I hate elevator pitches…
I hate ’em because once I hear the challenge I can’t stop thinking about it until I have one. And, of course, mine has to be perfect, and compelling, and life transforming for the person hearing it, whoever that person is.
So, thanks Steve. Now I will feel inadequate until I have perfection in a paragraph. I’m doomed.
I guess, for me, what I really need in an elevator pitch is something I would actually use. It’s not a hypothetical for me. And, if I’m stuck in an elevator with someone I’d really rather they didn’t think I was a nutjob, because, let’s face it, we care what strangers think. That sort of defines us. Unless we’re sociopaths, and that is a whole other post.
Sociopathy aside, I need my elevator pitch to be simple.
“We’ve got really good coffee.”
That works, but it depends on who’s got 8th Sacrament duty that day.
“The parishioners are super nice.”
Again, that depends on who’s got 8th Sacrament duty that day.
“We’ve got cool tshirts that talk about not handling snakes.”
Yeah, but now we’re back to the staring at the numbers above the elevator doors thing.
“Oh yeah, and Jesus.”
Wait, is Jesus an after-thought? Better start with Jesus.

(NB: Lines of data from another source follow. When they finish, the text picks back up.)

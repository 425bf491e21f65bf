//! # Payments Client SDK
//!
//! A typed Rust client for the Payment API. It also serves as the report
//! service's [`PaymentSearchPort`] adapter.

use std::time::Duration;

use chrono::{DateTime, NaiveTime, SecondsFormat, Utc};
use payments_types::{
    PayRequest, PaymentSearchPort, ReportRow, SearchClientError, SearchFilter,
    SearchPaymentParams, TransactionId, TransactionResult,
};
use reqwest::{Client, RequestBuilder};
use rust_decimal::Decimal;
use serde::de::DeserializeOwned;

/// Error type for client operations.
#[derive(Debug, thiserror::Error)]
pub enum ClientError {
    #[error("HTTP error: {0}")]
    Http(#[from] reqwest::Error),

    #[error("API error: {status} - {message}")]
    Api { status: u16, message: String },

    #[error("JSON error: {0}")]
    Json(#[from] serde_json::Error),
}

impl From<ClientError> for SearchClientError {
    fn from(err: ClientError) -> Self {
        match err {
            ClientError::Http(e) if e.is_decode() => {
                SearchClientError::InvalidResponse(e.to_string())
            }
            ClientError::Http(e) => SearchClientError::Unavailable(e.to_string()),
            ClientError::Api { status, message } => SearchClientError::Rejected { status, message },
            ClientError::Json(e) => SearchClientError::InvalidResponse(e.to_string()),
        }
    }
}

/// Payment API client.
#[derive(Debug, Clone)]
pub struct PaymentsClient {
    base_url: String,
    http: Client,
}

impl PaymentsClient {
    /// Creates a new client with reqwest's default settings.
    pub fn new(base_url: impl Into<String>) -> Self {
        Self {
            base_url: base_url.into().trim_end_matches('/').to_string(),
            http: Client::new(),
        }
    }

    /// Creates a client whose requests give up after `timeout`.
    pub fn with_timeout(
        base_url: impl Into<String>,
        timeout: Duration,
    ) -> Result<Self, ClientError> {
        let http = Client::builder().timeout(timeout).build()?;
        Ok(Self {
            base_url: base_url.into().trim_end_matches('/').to_string(),
            http,
        })
    }

    pub fn base_url(&self) -> &str {
        &self.base_url
    }

    /// Checks if the API is ready to serve requests.
    pub async fn health(&self) -> Result<bool, ClientError> {
        let resp = self
            .http
            .get(format!("{}/health/ready", self.base_url))
            .send()
            .await?;
        Ok(resp.status().is_success())
    }

    /// Charges a payment.
    pub async fn pay(
        &self,
        bank_id: &str,
        total_amount: Decimal,
        order_reference: &str,
    ) -> Result<TransactionResult, ClientError> {
        let req = PayRequest {
            bank_id: bank_id.to_string(),
            total_amount,
            order_reference: order_reference.to_string(),
        };
        self.send(self.http.post(self.url("/api/payment/pay")).json(&req))
            .await
    }

    /// Cancels a transaction made today.
    pub async fn cancel(&self, id: TransactionId) -> Result<TransactionResult, ClientError> {
        let url = self.url(&format!("/api/payment/cancel/{}", id));
        self.send(self.http.post(url)).await
    }

    /// Refunds a transaction at least one day old.
    pub async fn refund(&self, id: TransactionId) -> Result<TransactionResult, ClientError> {
        let url = self.url(&format!("/api/payment/refund/{}", id));
        self.send(self.http.post(url)).await
    }

    /// Searches transactions using the raw wire parameters.
    pub async fn search(&self, params: &SearchPaymentParams) -> Result<Vec<ReportRow>, ClientError> {
        let req = self.http.get(self.url("/api/payment/search")).query(params);
        self.send(req).await
    }

    fn url(&self, path: &str) -> String {
        format!("{}{}", self.base_url, path)
    }

    async fn send<T: DeserializeOwned>(&self, req: RequestBuilder) -> Result<T, ClientError> {
        let resp = req.send().await?;
        self.handle_response(resp).await
    }

    async fn handle_response<T: DeserializeOwned>(
        &self,
        resp: reqwest::Response,
    ) -> Result<T, ClientError> {
        let status = resp.status();
        if status.is_success() {
            let body = resp.text().await?;
            Ok(serde_json::from_str(&body)?)
        } else {
            let body = resp.text().await.unwrap_or_default();
            let message = serde_json::from_str::<serde_json::Value>(&body)
                .ok()
                .and_then(|v| v.get("error").and_then(|e| e.as_str()).map(String::from))
                .unwrap_or(body);
            Err(ClientError::Api {
                status: status.as_u16(),
                message,
            })
        }
    }
}

/// Midnight bounds go out as plain dates, anything finer as RFC 3339 UTC.
fn wire_date(date: DateTime<Utc>) -> String {
    if date.time() == NaiveTime::MIN {
        date.format("%Y-%m-%d").to_string()
    } else {
        date.to_rfc3339_opts(SecondsFormat::AutoSi, true)
    }
}

fn search_query(filter: &SearchFilter) -> Vec<(&'static str, String)> {
    let mut query = Vec::new();
    if let Some(bank_id) = &filter.bank_id {
        query.push(("bankId", bank_id.clone()));
    }
    if let Some(status) = filter.status {
        query.push(("status", status.to_string()));
    }
    if let Some(order_reference) = &filter.order_reference {
        query.push(("orderReference", order_reference.clone()));
    }
    if let Some(start) = filter.start_date {
        query.push(("startDate", wire_date(start)));
    }
    if let Some(end) = filter.end_date {
        query.push(("endDate", wire_date(end)));
    }
    query
}

#[async_trait::async_trait]
impl PaymentSearchPort for PaymentsClient {
    #[tracing::instrument(skip(self), fields(base_url = %self.base_url))]
    async fn search_transactions(
        &self,
        filter: &SearchFilter,
    ) -> Result<Vec<ReportRow>, SearchClientError> {
        let req = self
            .http
            .get(self.url("/api/payment/search"))
            .query(&search_query(filter));
        let rows: Vec<ReportRow> = self.send(req).await?;
        tracing::debug!(rows = rows.len(), "Payment search answered");
        Ok(rows)
    }

    async fn ping(&self) -> Result<(), SearchClientError> {
        let resp = self
            .http
            .get(self.url("/health/ready"))
            .send()
            .await
            .map_err(ClientError::from)?;
        let status = resp.status();
        if status.is_success() {
            Ok(())
        } else {
            Err(SearchClientError::Rejected {
                status: status.as_u16(),
                message: "payment service is not ready".to_string(),
            })
        }
    }
}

Yeah, that scared ’em and if it didn’t, now I should be scared.
“Sorry for the outburst, but why am I an Episcopalian? Because it’s been my home all my life. And it’s filled with all sorts of people that are completely different, and some agree and some don’t and somehow that’s all okay. We’re not perfect and most of us don’t claim to be. We’re traditional. We have an ancient heritage, and yet we can still be fresh and meaningful, even today. And at the center of it all is this man Jesus who we strive to be like. We fail. A lot. But still we keep working at it. At our best, we’re awesome. And at our worst, we’re no worse than others. And still we keep at it. I guarantee, somewhere in the Episcopal Church, you can find a home. The Episcopal Church welcomes you.”
I think I’ve got some more words, but you know, brevity is mo’ betta’. It’s not perfection in a paragraph, but I’d actually say it. And, I think that is what matters to me.